→ TASK DESCRIPTION
Please print the entries below exactly, from the line with "returns its own" through the line with "use std::fmt::Display;", including both of those lines and leaving out all others.

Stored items
--- START ---

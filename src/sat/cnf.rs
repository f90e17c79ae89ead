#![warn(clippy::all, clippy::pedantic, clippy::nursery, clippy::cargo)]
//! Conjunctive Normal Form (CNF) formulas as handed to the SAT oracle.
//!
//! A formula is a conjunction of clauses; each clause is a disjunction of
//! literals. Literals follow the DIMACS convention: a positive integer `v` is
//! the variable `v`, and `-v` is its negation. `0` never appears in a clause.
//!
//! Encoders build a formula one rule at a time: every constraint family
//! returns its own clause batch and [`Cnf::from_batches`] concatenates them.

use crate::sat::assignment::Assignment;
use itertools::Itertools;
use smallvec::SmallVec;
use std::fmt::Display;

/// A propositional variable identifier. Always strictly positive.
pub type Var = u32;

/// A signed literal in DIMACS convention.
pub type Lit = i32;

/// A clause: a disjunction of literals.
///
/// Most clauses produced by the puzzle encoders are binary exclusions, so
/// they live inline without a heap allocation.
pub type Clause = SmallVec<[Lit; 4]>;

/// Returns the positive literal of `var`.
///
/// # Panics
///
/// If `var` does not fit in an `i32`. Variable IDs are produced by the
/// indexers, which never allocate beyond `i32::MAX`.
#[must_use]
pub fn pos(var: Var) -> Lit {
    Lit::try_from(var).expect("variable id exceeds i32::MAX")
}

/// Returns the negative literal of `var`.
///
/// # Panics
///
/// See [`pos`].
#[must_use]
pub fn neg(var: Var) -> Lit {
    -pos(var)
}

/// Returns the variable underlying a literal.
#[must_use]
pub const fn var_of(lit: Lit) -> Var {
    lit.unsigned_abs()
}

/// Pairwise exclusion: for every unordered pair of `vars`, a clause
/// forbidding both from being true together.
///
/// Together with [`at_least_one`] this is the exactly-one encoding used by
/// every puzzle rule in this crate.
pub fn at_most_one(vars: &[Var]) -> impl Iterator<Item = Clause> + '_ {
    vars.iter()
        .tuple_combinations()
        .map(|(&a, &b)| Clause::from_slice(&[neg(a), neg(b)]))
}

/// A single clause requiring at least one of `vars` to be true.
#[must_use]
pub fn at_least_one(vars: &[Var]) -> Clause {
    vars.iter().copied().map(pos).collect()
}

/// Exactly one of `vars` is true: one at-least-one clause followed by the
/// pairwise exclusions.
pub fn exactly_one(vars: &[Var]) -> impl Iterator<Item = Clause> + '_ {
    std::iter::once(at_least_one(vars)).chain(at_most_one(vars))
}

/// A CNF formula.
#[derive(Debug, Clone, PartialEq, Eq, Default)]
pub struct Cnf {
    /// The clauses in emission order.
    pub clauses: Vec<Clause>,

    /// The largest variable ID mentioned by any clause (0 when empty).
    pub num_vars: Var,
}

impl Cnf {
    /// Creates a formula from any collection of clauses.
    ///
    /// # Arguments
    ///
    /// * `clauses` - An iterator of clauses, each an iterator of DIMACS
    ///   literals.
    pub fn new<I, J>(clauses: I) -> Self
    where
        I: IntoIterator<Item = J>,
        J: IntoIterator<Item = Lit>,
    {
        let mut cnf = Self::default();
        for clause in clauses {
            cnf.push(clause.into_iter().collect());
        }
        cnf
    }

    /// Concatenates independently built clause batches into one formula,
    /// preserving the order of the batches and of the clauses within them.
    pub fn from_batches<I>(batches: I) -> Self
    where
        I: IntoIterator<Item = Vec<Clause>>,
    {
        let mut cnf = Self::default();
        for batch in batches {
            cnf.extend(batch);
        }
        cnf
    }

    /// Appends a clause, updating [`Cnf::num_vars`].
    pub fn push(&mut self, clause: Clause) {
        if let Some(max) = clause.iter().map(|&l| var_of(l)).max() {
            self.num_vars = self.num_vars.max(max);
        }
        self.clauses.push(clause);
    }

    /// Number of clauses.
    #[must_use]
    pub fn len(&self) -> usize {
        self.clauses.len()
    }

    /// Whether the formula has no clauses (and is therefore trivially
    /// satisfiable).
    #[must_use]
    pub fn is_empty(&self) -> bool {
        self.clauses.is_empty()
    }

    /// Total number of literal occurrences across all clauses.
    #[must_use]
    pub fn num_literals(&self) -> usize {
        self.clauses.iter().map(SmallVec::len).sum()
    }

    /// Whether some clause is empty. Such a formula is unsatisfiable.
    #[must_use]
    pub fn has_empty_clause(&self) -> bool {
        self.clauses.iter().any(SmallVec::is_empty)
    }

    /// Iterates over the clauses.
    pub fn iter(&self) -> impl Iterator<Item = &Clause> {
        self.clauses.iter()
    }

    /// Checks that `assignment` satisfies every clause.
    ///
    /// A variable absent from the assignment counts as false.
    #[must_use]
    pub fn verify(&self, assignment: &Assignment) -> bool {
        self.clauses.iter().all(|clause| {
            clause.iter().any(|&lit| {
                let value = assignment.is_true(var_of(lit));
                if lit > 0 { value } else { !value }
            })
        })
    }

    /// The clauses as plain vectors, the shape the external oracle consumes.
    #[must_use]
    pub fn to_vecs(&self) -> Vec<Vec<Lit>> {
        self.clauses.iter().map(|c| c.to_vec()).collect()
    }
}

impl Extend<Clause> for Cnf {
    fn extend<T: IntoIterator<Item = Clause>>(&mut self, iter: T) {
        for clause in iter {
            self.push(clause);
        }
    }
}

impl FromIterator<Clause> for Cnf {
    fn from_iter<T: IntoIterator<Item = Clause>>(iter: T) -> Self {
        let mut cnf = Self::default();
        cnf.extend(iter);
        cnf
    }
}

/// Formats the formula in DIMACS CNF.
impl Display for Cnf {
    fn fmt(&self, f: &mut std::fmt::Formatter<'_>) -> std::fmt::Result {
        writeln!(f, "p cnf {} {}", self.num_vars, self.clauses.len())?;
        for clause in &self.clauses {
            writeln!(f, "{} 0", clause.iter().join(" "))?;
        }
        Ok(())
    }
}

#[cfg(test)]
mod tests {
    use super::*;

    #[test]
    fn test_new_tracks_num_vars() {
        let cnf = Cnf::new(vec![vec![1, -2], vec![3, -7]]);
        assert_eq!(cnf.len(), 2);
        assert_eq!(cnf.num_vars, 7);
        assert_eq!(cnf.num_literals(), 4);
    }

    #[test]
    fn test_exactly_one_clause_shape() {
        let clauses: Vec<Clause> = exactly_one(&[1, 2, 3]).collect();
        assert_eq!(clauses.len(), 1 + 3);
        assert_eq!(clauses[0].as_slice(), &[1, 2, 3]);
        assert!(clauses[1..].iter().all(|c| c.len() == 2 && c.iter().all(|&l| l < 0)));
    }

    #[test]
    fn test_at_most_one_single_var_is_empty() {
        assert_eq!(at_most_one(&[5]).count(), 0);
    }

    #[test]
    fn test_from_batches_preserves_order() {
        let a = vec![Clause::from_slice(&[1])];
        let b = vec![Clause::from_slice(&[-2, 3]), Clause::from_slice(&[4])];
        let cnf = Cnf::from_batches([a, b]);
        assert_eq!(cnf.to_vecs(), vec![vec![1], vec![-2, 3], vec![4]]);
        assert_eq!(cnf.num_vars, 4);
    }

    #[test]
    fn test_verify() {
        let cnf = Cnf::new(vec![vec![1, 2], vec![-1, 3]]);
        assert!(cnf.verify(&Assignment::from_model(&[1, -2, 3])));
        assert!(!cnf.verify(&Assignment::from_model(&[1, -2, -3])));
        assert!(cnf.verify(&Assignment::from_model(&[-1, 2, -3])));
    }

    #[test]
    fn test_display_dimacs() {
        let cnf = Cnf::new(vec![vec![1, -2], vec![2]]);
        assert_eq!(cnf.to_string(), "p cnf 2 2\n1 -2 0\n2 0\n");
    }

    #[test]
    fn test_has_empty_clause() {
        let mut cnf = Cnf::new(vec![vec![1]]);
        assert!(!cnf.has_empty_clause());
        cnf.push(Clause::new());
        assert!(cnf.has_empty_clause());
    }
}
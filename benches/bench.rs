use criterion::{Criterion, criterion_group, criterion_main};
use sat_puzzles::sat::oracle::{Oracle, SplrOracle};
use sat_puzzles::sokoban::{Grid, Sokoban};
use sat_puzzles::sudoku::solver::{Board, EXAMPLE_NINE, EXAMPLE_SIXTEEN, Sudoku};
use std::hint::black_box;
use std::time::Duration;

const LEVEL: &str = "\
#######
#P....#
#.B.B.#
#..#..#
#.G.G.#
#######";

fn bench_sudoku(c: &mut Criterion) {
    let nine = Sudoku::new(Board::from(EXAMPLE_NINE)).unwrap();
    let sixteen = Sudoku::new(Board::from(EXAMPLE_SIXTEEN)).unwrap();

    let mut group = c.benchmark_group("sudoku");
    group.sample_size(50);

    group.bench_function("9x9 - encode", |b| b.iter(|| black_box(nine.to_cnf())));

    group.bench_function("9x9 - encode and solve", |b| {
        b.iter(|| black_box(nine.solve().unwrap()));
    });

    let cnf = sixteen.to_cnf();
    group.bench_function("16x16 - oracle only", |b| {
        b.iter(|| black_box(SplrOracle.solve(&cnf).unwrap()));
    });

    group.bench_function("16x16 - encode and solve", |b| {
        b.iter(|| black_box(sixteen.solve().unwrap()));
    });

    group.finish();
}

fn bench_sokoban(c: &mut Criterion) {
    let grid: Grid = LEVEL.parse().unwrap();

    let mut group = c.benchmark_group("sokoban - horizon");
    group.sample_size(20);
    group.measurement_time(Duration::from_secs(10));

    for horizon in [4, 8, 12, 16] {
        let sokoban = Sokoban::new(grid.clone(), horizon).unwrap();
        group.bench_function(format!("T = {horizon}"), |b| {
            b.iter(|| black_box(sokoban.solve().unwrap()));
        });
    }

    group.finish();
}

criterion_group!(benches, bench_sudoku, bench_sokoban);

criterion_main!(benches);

--- END ---

→ WRITTEN RESPONSE
//! returns its own clause batch and [`Cnf::from_batches`] concatenates them.

use crate::sat::assignment::Assignment;
use itertools::Itertools;
use smallvec::SmallVec;
use std::fmt::Display;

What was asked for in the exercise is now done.